Required work
Would you please return the lines of the entries below starting at the line that has "overshoots before settling" and ending at the line that has "One RK4 step", both included, exactly as they are?

Dataset
────────
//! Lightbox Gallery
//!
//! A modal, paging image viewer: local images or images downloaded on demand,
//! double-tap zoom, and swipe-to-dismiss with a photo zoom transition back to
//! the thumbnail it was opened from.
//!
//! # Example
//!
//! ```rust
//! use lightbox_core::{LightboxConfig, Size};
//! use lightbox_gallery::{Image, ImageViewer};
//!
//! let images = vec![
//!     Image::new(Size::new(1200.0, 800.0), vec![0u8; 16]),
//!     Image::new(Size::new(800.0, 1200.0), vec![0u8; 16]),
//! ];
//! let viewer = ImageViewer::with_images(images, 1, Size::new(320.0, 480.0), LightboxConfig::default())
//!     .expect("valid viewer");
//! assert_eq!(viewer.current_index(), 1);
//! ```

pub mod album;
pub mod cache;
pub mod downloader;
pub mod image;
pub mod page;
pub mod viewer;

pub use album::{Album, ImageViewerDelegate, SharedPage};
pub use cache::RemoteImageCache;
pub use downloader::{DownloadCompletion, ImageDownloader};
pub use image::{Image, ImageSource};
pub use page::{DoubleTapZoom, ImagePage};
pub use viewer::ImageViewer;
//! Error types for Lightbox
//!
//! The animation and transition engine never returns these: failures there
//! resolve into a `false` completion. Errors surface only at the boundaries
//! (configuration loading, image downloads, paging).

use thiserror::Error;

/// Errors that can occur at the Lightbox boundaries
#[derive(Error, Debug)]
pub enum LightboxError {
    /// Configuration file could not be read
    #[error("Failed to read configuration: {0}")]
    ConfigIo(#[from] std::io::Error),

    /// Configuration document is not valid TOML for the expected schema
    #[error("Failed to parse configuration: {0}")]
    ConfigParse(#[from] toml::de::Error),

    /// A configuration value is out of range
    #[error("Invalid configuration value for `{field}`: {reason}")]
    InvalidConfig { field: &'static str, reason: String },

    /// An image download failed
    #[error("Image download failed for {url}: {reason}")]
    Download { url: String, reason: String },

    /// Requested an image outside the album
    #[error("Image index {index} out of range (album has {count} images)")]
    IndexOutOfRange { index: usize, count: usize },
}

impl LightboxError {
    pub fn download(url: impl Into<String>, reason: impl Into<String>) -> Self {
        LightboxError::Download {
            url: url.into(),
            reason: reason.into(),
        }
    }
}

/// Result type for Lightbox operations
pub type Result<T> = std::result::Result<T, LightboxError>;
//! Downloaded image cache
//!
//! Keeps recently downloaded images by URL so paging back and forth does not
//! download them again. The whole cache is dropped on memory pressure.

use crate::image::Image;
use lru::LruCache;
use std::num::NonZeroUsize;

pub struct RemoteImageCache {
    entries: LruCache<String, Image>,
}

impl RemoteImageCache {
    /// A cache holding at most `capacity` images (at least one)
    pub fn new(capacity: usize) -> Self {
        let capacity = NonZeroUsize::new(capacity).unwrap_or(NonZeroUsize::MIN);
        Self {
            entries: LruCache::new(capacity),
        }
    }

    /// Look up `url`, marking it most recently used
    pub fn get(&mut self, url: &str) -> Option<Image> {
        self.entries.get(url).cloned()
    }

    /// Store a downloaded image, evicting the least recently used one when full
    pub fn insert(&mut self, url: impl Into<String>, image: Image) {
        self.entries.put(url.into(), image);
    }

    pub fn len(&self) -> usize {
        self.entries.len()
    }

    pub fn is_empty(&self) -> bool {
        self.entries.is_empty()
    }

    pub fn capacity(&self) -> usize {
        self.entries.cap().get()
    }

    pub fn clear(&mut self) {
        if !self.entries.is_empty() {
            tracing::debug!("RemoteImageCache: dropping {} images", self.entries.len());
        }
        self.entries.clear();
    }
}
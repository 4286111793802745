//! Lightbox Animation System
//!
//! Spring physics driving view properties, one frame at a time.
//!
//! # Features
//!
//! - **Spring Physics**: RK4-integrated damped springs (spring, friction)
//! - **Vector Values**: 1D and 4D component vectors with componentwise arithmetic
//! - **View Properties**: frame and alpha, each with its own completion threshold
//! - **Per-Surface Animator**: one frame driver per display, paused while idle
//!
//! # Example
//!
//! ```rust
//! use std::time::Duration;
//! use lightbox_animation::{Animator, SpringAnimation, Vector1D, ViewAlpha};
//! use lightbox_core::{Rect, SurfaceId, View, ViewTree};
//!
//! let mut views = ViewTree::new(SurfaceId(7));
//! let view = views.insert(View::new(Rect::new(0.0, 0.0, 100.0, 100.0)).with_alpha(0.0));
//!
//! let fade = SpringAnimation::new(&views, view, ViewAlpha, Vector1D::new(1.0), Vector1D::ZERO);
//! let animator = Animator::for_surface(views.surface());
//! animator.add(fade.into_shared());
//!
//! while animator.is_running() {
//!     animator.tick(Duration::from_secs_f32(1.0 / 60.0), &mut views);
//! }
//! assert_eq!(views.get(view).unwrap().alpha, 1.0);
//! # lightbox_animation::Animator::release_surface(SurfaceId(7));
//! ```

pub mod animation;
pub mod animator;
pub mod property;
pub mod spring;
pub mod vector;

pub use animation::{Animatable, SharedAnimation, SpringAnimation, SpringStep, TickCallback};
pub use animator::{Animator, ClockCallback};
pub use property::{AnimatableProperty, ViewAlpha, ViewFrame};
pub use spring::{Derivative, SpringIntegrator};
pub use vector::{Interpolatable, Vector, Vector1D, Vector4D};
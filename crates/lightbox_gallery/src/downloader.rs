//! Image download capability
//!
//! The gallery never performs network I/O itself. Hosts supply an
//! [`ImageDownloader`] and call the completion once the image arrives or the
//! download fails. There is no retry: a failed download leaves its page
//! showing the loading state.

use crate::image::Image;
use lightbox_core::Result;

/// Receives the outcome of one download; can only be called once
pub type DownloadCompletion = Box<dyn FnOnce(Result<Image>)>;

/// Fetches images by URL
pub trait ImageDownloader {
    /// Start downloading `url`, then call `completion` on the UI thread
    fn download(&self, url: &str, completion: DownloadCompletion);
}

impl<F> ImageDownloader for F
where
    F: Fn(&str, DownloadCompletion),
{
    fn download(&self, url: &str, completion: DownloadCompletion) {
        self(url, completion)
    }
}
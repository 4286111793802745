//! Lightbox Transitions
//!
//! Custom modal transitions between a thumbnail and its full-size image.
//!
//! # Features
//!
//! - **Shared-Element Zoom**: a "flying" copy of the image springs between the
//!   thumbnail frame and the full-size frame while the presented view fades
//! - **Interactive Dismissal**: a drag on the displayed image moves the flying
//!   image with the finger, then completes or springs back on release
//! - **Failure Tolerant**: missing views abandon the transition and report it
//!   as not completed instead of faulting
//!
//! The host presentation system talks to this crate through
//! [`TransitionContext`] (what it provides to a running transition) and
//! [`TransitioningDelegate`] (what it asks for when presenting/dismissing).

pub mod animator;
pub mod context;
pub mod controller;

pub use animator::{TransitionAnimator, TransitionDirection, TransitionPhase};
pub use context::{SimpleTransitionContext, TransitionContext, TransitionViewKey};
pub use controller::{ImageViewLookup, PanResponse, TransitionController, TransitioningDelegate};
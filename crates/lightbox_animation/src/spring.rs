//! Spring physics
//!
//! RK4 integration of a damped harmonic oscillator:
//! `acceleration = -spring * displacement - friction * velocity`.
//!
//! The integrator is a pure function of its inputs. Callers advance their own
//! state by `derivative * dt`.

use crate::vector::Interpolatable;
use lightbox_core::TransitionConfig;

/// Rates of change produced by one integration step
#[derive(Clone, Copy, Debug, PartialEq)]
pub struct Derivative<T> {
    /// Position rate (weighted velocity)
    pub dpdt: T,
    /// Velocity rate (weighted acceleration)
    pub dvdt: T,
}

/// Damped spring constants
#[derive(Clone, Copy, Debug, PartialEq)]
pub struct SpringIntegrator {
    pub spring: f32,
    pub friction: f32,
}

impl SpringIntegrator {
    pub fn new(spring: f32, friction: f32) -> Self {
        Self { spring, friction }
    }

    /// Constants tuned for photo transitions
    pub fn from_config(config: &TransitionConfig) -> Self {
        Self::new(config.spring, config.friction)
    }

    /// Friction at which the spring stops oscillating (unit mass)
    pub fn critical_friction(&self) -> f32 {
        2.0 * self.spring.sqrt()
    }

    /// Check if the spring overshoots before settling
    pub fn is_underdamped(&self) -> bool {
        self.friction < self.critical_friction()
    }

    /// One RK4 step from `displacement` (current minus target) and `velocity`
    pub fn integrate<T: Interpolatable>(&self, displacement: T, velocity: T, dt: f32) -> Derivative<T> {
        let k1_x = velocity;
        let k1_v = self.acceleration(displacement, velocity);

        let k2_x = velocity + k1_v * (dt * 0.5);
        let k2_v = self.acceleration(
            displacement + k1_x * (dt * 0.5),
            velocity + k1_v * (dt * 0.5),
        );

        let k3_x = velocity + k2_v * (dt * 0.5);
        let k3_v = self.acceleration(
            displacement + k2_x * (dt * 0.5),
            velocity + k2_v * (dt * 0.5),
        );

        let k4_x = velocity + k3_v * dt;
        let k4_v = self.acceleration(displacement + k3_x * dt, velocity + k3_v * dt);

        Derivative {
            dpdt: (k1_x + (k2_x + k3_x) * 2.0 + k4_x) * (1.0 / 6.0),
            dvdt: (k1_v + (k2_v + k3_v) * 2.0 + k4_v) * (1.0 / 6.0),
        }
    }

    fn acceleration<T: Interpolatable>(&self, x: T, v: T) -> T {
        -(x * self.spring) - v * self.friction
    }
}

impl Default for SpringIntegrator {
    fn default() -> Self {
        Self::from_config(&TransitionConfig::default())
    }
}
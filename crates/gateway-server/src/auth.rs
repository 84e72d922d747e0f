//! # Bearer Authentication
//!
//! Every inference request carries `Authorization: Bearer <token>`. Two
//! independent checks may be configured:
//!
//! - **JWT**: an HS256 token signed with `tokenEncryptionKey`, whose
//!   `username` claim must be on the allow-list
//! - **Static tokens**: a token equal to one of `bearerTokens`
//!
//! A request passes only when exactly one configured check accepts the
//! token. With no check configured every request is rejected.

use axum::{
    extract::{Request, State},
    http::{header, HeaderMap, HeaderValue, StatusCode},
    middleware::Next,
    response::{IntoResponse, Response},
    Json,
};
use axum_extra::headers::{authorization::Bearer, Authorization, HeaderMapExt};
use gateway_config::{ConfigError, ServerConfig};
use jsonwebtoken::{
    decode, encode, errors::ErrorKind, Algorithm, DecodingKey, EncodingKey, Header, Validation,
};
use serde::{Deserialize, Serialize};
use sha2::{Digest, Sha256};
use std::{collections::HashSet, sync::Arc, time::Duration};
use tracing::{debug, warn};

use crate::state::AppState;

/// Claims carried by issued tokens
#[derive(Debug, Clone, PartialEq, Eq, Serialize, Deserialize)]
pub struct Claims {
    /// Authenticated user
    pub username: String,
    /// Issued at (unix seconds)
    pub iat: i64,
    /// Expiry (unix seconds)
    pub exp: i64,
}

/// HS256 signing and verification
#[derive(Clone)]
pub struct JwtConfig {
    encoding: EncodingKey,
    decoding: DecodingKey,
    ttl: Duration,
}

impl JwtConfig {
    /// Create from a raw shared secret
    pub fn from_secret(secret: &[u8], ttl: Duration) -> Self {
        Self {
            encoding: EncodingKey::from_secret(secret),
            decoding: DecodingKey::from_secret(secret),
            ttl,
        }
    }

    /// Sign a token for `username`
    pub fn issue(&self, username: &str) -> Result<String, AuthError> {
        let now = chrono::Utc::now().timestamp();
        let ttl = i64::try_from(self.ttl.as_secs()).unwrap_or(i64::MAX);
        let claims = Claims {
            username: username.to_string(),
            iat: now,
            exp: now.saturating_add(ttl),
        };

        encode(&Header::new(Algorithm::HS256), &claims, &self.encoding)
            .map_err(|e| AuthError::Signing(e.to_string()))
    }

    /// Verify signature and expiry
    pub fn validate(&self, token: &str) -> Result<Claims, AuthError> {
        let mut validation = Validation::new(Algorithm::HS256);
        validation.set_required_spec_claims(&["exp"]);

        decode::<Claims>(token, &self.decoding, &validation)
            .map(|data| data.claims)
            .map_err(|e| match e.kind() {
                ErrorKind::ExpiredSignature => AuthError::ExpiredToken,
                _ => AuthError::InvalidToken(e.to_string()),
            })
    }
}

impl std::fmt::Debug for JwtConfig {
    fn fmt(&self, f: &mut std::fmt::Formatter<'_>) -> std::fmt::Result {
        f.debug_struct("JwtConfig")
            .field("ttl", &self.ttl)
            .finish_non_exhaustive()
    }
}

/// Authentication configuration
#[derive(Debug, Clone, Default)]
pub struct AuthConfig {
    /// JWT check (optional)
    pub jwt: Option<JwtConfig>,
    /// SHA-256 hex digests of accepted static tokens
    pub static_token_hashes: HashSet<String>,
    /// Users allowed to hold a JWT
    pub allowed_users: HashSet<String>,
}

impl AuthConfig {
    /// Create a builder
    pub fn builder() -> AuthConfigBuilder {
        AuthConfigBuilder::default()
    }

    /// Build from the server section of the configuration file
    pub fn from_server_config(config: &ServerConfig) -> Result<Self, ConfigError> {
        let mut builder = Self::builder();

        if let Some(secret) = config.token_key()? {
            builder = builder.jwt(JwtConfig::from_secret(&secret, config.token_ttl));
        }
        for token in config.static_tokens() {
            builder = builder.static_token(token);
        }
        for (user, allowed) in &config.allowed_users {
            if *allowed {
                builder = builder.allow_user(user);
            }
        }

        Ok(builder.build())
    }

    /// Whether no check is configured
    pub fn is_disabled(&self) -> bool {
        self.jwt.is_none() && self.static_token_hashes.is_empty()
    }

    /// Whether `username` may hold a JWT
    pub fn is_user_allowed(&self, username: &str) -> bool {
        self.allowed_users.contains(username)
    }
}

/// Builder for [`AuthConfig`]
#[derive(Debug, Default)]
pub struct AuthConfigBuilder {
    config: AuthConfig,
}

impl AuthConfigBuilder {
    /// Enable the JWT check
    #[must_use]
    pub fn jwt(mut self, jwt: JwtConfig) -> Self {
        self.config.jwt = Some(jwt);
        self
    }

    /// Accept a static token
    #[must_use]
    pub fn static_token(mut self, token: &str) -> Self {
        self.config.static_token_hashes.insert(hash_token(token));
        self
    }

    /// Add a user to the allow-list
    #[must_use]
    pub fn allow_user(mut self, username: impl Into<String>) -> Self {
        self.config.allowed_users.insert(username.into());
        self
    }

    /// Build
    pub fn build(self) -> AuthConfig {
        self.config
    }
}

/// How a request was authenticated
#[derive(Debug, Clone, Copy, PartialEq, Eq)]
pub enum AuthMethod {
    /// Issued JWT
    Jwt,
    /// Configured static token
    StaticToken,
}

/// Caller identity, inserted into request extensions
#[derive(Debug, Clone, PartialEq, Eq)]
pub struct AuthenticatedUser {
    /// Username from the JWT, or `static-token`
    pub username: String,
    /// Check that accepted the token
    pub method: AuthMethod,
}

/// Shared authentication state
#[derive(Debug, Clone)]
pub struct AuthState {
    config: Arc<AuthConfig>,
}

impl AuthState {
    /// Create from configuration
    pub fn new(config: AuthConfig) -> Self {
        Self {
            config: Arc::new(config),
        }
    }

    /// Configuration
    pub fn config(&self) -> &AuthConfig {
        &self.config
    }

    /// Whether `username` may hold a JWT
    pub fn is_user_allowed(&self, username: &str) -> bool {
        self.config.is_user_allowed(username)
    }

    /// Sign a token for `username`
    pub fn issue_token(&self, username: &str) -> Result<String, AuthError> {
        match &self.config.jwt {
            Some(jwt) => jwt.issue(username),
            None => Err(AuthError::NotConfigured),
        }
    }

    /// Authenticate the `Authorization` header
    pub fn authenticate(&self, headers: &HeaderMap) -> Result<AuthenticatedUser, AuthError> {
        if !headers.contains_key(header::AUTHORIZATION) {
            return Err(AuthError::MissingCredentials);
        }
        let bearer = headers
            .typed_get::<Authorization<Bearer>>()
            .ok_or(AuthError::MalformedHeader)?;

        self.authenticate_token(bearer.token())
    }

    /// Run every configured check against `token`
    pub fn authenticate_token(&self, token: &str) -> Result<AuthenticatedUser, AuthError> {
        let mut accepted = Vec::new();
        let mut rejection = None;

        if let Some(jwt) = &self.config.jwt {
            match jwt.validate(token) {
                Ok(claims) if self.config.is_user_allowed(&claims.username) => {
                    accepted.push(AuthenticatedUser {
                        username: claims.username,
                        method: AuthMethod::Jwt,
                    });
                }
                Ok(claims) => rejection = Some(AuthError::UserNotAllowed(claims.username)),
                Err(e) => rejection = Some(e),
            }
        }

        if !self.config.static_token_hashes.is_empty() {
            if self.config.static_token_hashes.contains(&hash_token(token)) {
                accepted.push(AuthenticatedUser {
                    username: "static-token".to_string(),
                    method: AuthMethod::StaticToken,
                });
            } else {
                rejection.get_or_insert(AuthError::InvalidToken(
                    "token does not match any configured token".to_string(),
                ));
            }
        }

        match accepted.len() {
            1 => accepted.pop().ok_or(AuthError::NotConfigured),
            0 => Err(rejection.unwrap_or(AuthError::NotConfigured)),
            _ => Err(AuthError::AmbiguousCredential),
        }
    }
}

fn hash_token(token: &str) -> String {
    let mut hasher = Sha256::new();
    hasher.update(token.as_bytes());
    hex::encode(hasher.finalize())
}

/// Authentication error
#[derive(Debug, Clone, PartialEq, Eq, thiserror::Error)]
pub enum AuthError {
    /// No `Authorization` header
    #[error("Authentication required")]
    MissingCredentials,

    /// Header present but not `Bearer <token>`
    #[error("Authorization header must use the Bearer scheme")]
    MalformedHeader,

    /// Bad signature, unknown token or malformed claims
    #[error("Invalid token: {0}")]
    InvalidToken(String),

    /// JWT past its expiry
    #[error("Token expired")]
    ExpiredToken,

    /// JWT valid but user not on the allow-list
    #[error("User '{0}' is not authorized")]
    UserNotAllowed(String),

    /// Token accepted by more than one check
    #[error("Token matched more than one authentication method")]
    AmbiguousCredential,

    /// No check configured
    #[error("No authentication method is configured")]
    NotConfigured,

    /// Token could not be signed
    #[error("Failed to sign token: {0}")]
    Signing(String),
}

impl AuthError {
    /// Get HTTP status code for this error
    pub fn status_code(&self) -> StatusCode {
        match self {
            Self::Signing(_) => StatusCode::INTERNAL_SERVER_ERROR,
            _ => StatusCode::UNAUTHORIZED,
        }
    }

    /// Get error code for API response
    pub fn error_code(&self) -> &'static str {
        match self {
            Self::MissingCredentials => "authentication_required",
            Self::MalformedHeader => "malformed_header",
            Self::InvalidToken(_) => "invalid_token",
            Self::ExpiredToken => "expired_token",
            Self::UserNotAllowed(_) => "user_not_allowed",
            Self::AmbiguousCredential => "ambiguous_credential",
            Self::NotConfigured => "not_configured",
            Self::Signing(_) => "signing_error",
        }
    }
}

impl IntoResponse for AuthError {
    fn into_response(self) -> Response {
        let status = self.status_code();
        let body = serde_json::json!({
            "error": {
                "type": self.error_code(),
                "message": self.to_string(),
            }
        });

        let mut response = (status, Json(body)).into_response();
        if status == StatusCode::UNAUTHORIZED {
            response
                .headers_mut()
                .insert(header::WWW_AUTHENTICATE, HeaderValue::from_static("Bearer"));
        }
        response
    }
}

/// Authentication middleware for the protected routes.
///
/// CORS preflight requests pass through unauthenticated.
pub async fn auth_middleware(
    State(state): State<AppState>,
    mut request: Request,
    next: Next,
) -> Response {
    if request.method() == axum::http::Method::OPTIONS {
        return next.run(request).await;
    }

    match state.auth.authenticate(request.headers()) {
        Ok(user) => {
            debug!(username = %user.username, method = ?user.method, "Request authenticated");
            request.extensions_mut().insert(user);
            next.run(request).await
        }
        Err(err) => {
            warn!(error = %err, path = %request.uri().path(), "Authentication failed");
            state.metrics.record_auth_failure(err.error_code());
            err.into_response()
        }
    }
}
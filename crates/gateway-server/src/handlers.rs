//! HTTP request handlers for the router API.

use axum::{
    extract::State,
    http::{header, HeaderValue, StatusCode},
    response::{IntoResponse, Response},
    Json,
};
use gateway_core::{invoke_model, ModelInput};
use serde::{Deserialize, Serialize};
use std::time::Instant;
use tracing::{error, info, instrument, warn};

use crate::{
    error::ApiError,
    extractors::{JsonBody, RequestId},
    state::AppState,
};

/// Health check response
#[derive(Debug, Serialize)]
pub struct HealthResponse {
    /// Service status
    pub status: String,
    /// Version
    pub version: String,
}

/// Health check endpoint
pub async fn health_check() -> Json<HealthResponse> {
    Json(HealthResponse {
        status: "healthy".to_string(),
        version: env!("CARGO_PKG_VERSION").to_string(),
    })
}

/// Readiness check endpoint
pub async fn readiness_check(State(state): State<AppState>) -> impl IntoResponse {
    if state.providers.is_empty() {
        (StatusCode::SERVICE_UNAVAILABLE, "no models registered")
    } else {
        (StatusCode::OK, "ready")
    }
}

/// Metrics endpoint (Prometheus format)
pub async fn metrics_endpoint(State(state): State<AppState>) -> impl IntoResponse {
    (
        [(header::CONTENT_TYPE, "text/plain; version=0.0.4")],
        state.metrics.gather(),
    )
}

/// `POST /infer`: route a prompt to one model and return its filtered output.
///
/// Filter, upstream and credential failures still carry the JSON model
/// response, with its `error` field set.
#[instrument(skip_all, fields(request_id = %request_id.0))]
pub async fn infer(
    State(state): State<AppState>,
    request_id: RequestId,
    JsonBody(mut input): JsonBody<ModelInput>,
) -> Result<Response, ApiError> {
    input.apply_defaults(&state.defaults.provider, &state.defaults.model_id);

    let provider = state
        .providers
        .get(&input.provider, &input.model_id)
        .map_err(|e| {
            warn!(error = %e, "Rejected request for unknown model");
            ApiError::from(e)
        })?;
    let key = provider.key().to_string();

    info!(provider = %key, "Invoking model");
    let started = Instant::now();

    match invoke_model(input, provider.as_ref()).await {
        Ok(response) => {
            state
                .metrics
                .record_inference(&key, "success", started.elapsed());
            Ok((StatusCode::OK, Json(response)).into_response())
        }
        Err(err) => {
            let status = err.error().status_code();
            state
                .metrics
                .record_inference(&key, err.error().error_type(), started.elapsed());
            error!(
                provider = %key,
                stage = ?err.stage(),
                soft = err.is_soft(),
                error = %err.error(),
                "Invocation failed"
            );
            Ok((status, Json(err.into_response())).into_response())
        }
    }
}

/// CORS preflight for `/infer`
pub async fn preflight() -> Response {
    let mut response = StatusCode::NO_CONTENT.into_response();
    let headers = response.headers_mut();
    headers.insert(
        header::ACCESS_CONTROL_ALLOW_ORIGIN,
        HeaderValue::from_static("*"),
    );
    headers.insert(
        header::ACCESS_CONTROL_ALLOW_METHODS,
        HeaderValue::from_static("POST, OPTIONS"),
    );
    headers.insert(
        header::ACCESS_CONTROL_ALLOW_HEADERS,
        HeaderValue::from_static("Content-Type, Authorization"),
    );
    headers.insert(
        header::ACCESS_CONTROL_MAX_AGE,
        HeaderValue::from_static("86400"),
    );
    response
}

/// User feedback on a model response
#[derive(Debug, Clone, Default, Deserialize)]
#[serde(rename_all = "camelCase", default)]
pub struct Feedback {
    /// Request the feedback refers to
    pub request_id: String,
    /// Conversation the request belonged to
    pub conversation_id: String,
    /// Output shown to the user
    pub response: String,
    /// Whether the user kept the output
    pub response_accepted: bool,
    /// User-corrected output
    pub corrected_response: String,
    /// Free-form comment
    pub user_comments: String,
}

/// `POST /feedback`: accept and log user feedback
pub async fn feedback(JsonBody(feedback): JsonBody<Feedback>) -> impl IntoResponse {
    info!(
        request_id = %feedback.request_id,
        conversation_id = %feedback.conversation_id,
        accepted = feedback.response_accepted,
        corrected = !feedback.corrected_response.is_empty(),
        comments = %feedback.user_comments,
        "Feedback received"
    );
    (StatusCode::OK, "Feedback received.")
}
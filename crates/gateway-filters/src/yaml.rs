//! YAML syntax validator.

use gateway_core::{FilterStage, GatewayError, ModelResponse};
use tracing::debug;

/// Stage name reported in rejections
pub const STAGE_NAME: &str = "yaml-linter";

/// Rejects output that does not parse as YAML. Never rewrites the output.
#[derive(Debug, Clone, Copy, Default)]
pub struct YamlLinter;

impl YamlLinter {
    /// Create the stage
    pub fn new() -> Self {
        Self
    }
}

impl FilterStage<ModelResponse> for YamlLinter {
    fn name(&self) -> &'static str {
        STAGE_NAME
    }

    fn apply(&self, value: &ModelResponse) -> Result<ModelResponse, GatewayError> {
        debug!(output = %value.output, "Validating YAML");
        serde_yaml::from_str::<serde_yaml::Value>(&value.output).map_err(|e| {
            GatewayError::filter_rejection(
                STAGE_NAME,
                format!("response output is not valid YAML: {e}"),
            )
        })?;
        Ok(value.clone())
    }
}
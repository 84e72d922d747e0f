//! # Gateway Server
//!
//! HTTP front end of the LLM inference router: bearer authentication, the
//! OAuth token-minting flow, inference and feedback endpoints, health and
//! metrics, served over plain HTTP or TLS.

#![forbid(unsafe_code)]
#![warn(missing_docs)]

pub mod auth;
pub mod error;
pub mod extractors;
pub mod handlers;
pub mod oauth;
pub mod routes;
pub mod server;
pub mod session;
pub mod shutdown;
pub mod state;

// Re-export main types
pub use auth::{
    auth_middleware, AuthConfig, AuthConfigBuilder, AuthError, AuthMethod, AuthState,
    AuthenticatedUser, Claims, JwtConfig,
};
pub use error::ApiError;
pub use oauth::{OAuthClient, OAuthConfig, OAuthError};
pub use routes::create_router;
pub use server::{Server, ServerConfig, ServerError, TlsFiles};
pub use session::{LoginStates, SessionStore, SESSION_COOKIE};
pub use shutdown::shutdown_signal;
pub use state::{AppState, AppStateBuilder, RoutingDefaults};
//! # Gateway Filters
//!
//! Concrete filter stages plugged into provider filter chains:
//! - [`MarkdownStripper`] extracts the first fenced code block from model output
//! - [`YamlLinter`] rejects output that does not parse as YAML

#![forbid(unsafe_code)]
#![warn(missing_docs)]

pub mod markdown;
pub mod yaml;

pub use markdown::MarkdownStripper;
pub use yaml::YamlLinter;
────────
Output for this exercise
    /// Check if the spring overshoots before settling
    pub fn is_underdamped(&self) -> bool {
        self.friction < self.critical_friction()
    }

    /// One RK4 step from `displacement` (current minus target) and `velocity`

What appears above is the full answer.